Narrative essay

The Hoodie Thief

I was already having a rough morning, waking up 45 minutes late turning my routine into a rush. It definitely wasn’t a great way to start off the day and to add to the frustration, I forgot my jacket on the way out. It was so crisp outside I could see my breath. I arrived at school pissed, tired and freezing my butt off! As I walked through the door my attention was brought to a table that had been placed in the front foyer. There was a light beaming down on it as if it was a sign from heaven. I swear I could hear voices whispering “go take a peek”, but I was probably just sleep deprived. I tried to look away, but it felt like I was being lassoed in. The heel of my boots were no match for the strong rope pulling me closer and closer. Eventually, I gave in, approaching the table that read “Lost and Found”. It took me no longer then 10 seconds to realize I had discovered a gold mine. My eyes lit up, my heart beat faster and I could feel my goosebumps slowly disappearing. I began to search through the pile, at first it felt like I was looking for a needle in a haystack, but then, there it was. I knew from the second I saw it, I was in love. A heather grey volleyball hoodie that was my perfect size. The way it sat there, so peaceful and majestic like a fair maiden waiting to be rescued. Peeping left and right, I made sure nobody was looking and I shoved it into my bag as fast as I could. After realizing what I had just done my stomach began to grumble. In that moment the guilt was taking over my body, but I convinced myself that leaving such an astonishing piece of clothing on that table would be a disgrace. I wore the hoodie almost everyday, It played a major role in my wardrobe. I wore it to school on repeated occasions totally forgetting that it had once belonged to someone at the school.

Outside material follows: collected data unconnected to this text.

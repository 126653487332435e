//! UDP tracker scrape handler.
use std::net::SocketAddr;
use std::sync::Arc;

use peerhub_primitives::core::ScrapeData;
use peerhub_tracker_core::statistics::Protocol;
use peerhub_udp_protocol::request::ScrapeRequest;
use peerhub_udp_protocol::response::{Response, ScrapeResponse, TorrentScrapeStatistics};
use peerhub_udp_protocol::{NumberOfDownloads, NumberOfPeers, TransactionId};

use crate::container::UdpTrackerServices;
use crate::error::Error;

/// Handles a `scrape` request.
///
/// Unknown infohashes scrape as all-zero entries rather than an error, the
/// same behavior the HTTP tracker has.
///
/// # Errors
///
/// Returns the pipeline error together with the transaction ID to echo.
pub async fn handle_scrape(
    client_socket_addr: SocketAddr,
    request: &ScrapeRequest,
    services: &Arc<UdpTrackerServices>,
) -> Result<Response, (Error, TransactionId)> {
    let transaction_id = request.transaction_id;

    services
        .connection_cookie
        .check(&request.connection_id, &client_socket_addr.ip())
        .map_err(|err| (Error::from(err), transaction_id))?;

    let scrape_data = services
        .scrape_handler
        .scrape(&request.info_hashes, client_socket_addr.ip().into())
        .await;

    services
        .stats_repository
        .record_scrape(Protocol::Udp, client_socket_addr.ip().into());

    Ok(build_response(transaction_id, &scrape_data))
}

fn build_response(transaction_id: TransactionId, scrape_data: &ScrapeData) -> Response {
    #[allow(clippy::cast_possible_wrap)]
    let torrent_stats = scrape_data
        .files
        .iter()
        .map(|entry| TorrentScrapeStatistics {
            seeders: NumberOfPeers(entry.stats.complete as i32),
            completed: NumberOfDownloads(entry.stats.downloaded as i32),
            leechers: NumberOfPeers(entry.stats.incomplete as i32),
        })
        .collect();

    Response::from(ScrapeResponse {
        transaction_id,
        torrent_stats,
    })
}

#[cfg(test)]
mod tests {

    mod the_scrape_handler {

        use peerhub_udp_protocol::request::ScrapeRequest;
        use peerhub_udp_protocol::response::Response;
        use peerhub_udp_protocol::{ConnectionId, NumberOfDownloads, NumberOfPeers, TransactionId};

        use crate::handlers::scrape::handle_scrape;
        use crate::tests::{initialize_public_services, sample_info_hash, sample_ipv4_remote_addr, TestEnvironment};

        fn scrape_request_for(env: &TestEnvironment) -> ScrapeRequest {
            ScrapeRequest {
                connection_id: env.services.connection_cookie.generate(&sample_ipv4_remote_addr().ip()),
                transaction_id: TransactionId(0x0102_0304),
                info_hashes: vec![sample_info_hash()],
            }
        }

        #[tokio::test]
        async fn a_scrape_for_an_unknown_torrent_should_return_one_all_zero_entry() {
            let env = initialize_public_services();

            let response = handle_scrape(sample_ipv4_remote_addr(), &scrape_request_for(&env), &env.services)
                .await
                .unwrap();

            match response {
                Response::Scrape(scrape_response) => {
                    assert_eq!(scrape_response.transaction_id, TransactionId(0x0102_0304));
                    assert_eq!(scrape_response.torrent_stats.len(), 1);
                    assert_eq!(scrape_response.torrent_stats[0].seeders, NumberOfPeers(0));
                    assert_eq!(scrape_response.torrent_stats[0].completed, NumberOfDownloads(0));
                    assert_eq!(scrape_response.torrent_stats[0].leechers, NumberOfPeers(0));
                }
                other => panic!("expected a scrape response, got {other:?}"),
            }
        }

        #[tokio::test]
        async fn a_scrape_should_report_the_swarm_counts_for_the_client_address_family() {
            let env = initialize_public_services();

            let seeder = peerhub_primitives::peer::fixture::PeerBuilder::seeder()
                .with_peer_addr(&"126.0.0.2:6881".parse().unwrap())
                .build();
            let leecher = peerhub_primitives::peer::fixture::PeerBuilder::leecher()
                .with_peer_addr(&"126.0.0.3:6881".parse().unwrap())
                .build();

            env.swarm_registry.upsert_seeder(&sample_info_hash(), &seeder);
            env.swarm_registry.upsert_leecher(&sample_info_hash(), &leecher);

            let response = handle_scrape(sample_ipv4_remote_addr(), &scrape_request_for(&env), &env.services)
                .await
                .unwrap();

            match response {
                Response::Scrape(scrape_response) => {
                    assert_eq!(scrape_response.torrent_stats[0].seeders, NumberOfPeers(1));
                    assert_eq!(scrape_response.torrent_stats[0].leechers, NumberOfPeers(1));
                }
                other => panic!("expected a scrape response, got {other:?}"),
            }
        }

        #[tokio::test]
        async fn a_scrape_with_an_invalid_connection_id_should_be_rejected() {
            let env = initialize_public_services();

            let request = ScrapeRequest {
                connection_id: ConnectionId(0x1234_5678),
                transaction_id: TransactionId(0x0102_0304),
                info_hashes: vec![sample_info_hash()],
            };

            let (error, transaction_id) = handle_scrape(sample_ipv4_remote_addr(), &request, &env.services)
                .await
                .unwrap_err();

            assert_eq!(error.client_message(), "bad connection ID");
            assert_eq!(transaction_id, TransactionId(0x0102_0304));
        }
    }
}
//! Typed announce and scrape requests parsed from the query string.
pub mod announce;
pub mod scrape;
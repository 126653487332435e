//! The error type of the UDP request pipeline.
use peerhub_tracker_core::whitelist::authorization::WhitelistError;
use peerhub_udp_protocol::request::RequestParseError;
use thiserror::Error;

use crate::connection_cookie::ConnectionCookieError;

/// Everything that can go wrong while serving one datagram.
///
/// Each variant maps to the message of the error action sent back to the
/// client; packets too mangled to carry a transaction ID are dropped before
/// this type is ever built.
#[derive(Error, Debug)]
pub enum Error {
    #[error("invalid request: {source}")]
    InvalidRequest {
        #[from]
        source: RequestParseError,
    },

    #[error("{source}")]
    ConnectionCookie {
        #[from]
        source: ConnectionCookieError,
    },

    #[error("access denied: {source}")]
    Unauthorized {
        #[from]
        source: WhitelistError,
    },
}

impl Error {
    /// The message sent to the client in the error action.
    ///
    /// Cookie failures use the exact wording clients grep for; everything
    /// else is kept generic on purpose.
    #[must_use]
    pub fn client_message(&self) -> String {
        match self {
            Error::InvalidRequest { .. } => "bad request".to_string(),
            Error::ConnectionCookie { .. } => "bad connection ID".to_string(),
            Error::Unauthorized { .. } => "access denied".to_string(),
        }
    }
}
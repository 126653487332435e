//! Types and codecs for the `BitTorrent` HTTP tracker protocol.
//!
//! Wire-level parsing of announce and scrape query strings into canonical
//! request values, and bencoded response bodies.
//!
//! Refer to:
//!
//! - [BEP 3. The `BitTorrent` Protocol Specification](https://www.bittorrent.org/beps/bep_0003.html)
//! - [BEP 7. IPv6 Tracker Extension](https://www.bittorrent.org/beps/bep_0007.html)
//! - [BEP 23. Tracker Returns Compact Peer Lists](https://www.bittorrent.org/beps/bep_0023.html)
pub mod v1;
//! Process setup: logging, configuration and the background jobs.
pub mod app;
pub mod jobs;
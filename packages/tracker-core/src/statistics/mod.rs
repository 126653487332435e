//! Tracker usage statistics.
//!
//! Counters are the post-hook of the request pipelines: the front-ends record
//! every handled request after the response is computed. Recording can never
//! fail and never affects the client response.
pub mod metrics;
pub mod repository;

/// The protocol a request arrived on.
#[derive(Debug, Clone, Copy, PartialEq, Eq)]
pub enum Protocol {
    Http,
    Udp,
}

Once again, I was having a rushed morning. Actually now that I think about it, the majority of my mornings are rushed, but anyways I picked up whatever I saw first and put it on. It happened to be the hoodie. Around lunch time one of my friends called me asking me to come down to the foyer because someone wanted to talk to me. Stupidly, without realizing what I was wearing, I went down cheerfully hoping I had won a prize. As I got down the stairs some random girl came up to me and gently spoke the dreadful words: “I think you are wearing my hoodie”. Those words came out of her mouth like a gunshot hitting me directly in the heart. I couldn’t believe what was happening, I had to think fast and make up a story because there was no way I was giving up this hoodie without a fight.
I blurted out, “ Actually it’s not because I play volleyball and I got it at Nationals a couple years ago”. What was she going to do, ask for a receipt? I felt very confident in what I was saying, how could she respond, there’s nothing she could do to prove me wrong. Except read what was written on the hoodie: “Volleyball Provincials 2014”. Of course I didn’t realize at the time what was written on it, until she pointed it out. I was flushed with embarrassment, my face became red as an erupting volcano. She won this battle fair and square and it was time for me to surrender the prized possession to its rightful owner. It was a sad day in the life of Lauren Trudeau, a very sad day. After a couple days had gone by I remembered the feeling of embarrassment that I had taken ownership over something that wasn’t mine. The increase of blood flowing in my body knowing I lied right to someone’s face was horrific. Perhaps this would have never had happened if I just didn’t flaunt something that wasn’t even mine.

 

 

 

Postives: For the most part, my spelling and grammar was good. I also think that this writing had my voice and expressed my emotions. It was also a little bit funny.